▶ **Task goal**
The response must contain each line of the material that holds "EvaluationMetrics".

▶ **Record excerpts**
○ ○ ○
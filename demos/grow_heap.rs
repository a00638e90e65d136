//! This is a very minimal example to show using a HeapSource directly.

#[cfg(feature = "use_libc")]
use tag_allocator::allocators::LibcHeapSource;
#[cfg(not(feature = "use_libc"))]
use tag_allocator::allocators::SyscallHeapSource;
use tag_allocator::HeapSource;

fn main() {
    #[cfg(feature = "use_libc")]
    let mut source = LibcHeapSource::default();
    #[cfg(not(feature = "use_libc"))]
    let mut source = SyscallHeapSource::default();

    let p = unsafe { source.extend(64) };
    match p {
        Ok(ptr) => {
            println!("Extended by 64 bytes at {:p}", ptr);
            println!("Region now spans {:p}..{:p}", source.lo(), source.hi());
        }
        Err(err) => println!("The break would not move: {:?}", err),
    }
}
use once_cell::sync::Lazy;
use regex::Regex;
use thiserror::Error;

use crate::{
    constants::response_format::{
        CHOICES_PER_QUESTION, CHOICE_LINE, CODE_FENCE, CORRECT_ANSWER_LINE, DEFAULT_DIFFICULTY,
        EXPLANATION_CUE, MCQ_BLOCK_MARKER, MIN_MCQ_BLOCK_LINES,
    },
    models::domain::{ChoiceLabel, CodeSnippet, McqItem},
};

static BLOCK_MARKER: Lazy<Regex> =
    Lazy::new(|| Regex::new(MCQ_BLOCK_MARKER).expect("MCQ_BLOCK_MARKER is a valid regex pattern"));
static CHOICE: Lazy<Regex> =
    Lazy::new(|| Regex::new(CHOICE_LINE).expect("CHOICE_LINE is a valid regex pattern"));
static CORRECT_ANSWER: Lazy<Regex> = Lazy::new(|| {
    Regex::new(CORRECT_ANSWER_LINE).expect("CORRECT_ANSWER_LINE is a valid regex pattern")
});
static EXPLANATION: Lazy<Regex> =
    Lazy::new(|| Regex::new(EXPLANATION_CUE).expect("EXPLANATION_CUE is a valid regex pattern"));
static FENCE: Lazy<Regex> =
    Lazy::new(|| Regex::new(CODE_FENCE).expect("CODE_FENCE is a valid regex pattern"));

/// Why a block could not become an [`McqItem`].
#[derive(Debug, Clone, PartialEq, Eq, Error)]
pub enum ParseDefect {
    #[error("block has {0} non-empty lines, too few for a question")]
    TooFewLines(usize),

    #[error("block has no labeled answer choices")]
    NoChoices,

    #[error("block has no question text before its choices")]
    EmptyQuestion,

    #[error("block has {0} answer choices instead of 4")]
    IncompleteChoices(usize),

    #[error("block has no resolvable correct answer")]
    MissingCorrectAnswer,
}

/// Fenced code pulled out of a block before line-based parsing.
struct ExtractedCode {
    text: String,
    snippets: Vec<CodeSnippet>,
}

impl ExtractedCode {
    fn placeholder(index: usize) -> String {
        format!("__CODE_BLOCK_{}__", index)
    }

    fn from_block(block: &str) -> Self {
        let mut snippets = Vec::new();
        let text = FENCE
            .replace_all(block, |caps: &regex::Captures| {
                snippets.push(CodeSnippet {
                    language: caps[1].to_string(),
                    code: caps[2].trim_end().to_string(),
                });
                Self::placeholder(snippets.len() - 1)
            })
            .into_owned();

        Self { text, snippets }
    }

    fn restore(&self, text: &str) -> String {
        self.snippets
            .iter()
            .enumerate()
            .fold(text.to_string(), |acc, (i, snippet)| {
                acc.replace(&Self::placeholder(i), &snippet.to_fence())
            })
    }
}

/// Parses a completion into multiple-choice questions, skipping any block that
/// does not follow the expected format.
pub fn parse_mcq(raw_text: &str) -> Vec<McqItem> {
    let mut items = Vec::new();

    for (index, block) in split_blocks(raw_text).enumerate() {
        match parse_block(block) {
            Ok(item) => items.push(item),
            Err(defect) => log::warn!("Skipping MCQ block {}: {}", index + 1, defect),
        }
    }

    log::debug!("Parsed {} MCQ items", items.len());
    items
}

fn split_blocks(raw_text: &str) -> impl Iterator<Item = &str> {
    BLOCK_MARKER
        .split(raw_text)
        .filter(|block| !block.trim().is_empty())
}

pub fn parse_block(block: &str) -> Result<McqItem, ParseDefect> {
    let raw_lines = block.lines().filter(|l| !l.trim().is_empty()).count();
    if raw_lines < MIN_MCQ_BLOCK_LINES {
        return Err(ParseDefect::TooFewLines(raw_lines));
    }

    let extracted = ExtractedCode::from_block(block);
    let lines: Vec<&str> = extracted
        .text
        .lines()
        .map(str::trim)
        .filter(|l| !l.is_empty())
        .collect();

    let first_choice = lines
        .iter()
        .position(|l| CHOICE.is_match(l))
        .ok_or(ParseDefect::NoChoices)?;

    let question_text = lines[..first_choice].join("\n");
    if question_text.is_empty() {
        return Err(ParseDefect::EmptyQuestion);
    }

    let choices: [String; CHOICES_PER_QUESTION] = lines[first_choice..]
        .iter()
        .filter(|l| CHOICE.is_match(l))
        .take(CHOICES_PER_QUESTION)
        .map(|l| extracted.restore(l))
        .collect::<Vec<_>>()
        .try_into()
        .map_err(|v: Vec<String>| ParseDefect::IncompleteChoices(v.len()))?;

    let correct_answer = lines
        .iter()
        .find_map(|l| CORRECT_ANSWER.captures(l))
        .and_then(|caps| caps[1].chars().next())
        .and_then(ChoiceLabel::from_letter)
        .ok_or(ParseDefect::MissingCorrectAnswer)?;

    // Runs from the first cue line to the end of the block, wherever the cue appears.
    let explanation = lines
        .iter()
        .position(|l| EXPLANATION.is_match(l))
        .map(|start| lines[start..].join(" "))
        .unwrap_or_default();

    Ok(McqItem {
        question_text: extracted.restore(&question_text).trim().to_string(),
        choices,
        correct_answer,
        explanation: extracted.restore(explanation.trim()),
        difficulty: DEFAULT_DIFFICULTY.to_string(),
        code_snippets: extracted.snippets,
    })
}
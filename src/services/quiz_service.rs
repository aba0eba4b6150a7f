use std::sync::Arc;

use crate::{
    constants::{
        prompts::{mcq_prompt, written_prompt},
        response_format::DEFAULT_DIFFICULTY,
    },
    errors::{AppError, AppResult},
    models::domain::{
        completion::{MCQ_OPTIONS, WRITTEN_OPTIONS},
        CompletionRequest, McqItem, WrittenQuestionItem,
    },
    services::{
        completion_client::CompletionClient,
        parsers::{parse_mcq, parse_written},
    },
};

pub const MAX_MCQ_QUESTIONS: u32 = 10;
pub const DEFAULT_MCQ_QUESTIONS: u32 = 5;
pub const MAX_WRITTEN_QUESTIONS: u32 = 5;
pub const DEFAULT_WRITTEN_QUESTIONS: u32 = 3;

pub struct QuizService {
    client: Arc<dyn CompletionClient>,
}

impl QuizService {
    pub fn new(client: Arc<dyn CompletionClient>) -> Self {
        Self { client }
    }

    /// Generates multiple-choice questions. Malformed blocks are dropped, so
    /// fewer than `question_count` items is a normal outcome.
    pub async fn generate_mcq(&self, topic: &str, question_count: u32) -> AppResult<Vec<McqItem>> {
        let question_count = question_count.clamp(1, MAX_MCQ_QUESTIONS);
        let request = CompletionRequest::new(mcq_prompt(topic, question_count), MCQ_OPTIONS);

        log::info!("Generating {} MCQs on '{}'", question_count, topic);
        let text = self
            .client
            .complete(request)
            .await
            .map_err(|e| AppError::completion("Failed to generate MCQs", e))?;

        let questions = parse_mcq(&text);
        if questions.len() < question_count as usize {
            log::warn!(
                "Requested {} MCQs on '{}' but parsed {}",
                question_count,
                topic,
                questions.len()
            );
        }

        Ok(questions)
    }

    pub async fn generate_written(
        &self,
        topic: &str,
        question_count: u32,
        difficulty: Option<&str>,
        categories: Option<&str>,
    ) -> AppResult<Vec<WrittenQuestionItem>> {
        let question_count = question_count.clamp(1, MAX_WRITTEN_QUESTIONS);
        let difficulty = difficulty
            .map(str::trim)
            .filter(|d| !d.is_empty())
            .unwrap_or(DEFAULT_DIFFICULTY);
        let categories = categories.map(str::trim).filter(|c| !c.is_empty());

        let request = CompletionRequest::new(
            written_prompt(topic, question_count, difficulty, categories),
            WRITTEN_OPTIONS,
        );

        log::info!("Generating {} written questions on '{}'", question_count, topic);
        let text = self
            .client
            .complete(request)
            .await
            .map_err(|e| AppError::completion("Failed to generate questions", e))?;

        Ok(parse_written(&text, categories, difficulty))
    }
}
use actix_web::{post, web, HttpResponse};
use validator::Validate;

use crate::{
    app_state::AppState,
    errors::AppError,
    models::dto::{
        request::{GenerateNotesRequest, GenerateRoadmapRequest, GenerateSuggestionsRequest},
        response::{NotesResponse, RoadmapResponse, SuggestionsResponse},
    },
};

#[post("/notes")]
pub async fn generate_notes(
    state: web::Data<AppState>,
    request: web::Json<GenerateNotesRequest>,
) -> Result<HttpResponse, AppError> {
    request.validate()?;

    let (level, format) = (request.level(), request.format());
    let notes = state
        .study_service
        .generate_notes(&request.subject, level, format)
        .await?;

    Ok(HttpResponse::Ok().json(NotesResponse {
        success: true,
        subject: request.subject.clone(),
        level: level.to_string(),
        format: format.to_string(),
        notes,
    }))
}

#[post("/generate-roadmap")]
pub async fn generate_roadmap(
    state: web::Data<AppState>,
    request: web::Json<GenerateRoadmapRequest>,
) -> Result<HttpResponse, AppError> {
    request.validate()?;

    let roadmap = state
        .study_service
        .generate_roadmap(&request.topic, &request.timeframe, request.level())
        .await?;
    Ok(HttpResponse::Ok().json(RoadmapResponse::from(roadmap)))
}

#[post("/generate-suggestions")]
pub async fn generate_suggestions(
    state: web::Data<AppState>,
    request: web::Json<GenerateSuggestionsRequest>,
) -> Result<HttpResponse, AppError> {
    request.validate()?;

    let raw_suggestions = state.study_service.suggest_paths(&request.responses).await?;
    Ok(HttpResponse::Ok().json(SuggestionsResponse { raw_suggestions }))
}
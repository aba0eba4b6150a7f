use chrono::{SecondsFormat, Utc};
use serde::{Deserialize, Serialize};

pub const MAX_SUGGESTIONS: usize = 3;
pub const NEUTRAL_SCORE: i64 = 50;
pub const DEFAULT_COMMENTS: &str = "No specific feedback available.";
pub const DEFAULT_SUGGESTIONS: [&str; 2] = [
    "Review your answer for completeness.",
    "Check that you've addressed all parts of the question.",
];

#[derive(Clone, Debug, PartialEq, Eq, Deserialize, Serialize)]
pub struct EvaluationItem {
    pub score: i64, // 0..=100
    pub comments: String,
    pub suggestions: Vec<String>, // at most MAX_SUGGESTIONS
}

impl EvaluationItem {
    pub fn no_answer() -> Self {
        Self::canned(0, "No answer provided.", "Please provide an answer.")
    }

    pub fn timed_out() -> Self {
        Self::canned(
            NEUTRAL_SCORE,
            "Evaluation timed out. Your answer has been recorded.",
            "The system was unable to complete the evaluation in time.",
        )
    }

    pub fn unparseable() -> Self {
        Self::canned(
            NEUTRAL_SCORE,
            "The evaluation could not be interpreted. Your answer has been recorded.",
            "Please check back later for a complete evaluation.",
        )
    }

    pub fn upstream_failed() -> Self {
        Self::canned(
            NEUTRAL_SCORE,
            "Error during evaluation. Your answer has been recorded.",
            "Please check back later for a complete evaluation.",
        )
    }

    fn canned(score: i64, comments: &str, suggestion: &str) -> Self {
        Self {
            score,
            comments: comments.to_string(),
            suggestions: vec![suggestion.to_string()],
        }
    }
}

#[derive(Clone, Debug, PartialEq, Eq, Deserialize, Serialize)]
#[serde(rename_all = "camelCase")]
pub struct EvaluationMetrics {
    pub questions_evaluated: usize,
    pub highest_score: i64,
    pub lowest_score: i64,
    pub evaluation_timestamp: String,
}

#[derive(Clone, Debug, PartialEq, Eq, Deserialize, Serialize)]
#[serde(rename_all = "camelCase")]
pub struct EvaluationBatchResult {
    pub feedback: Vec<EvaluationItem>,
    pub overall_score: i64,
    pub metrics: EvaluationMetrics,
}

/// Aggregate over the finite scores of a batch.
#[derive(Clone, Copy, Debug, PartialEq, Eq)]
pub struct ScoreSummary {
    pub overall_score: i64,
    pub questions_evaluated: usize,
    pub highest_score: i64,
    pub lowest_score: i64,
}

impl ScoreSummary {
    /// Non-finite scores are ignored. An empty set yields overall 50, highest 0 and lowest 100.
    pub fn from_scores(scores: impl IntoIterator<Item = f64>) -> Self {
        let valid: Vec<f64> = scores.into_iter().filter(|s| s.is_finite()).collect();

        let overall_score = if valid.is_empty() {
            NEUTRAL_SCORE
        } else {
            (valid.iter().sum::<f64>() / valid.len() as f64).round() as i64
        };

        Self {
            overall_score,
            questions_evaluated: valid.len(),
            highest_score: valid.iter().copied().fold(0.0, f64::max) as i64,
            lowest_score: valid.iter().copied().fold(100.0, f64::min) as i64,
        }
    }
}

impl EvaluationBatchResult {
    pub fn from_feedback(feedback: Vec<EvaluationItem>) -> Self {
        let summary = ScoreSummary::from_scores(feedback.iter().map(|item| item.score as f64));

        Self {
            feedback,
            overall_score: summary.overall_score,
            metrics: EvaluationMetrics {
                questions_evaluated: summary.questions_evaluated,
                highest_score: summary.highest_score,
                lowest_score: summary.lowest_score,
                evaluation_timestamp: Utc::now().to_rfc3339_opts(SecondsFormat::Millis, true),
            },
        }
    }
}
○ ○ ○
▶ **Response to this task**
pub struct EvaluationMetrics {
    pub metrics: EvaluationMetrics,
            metrics: EvaluationMetrics {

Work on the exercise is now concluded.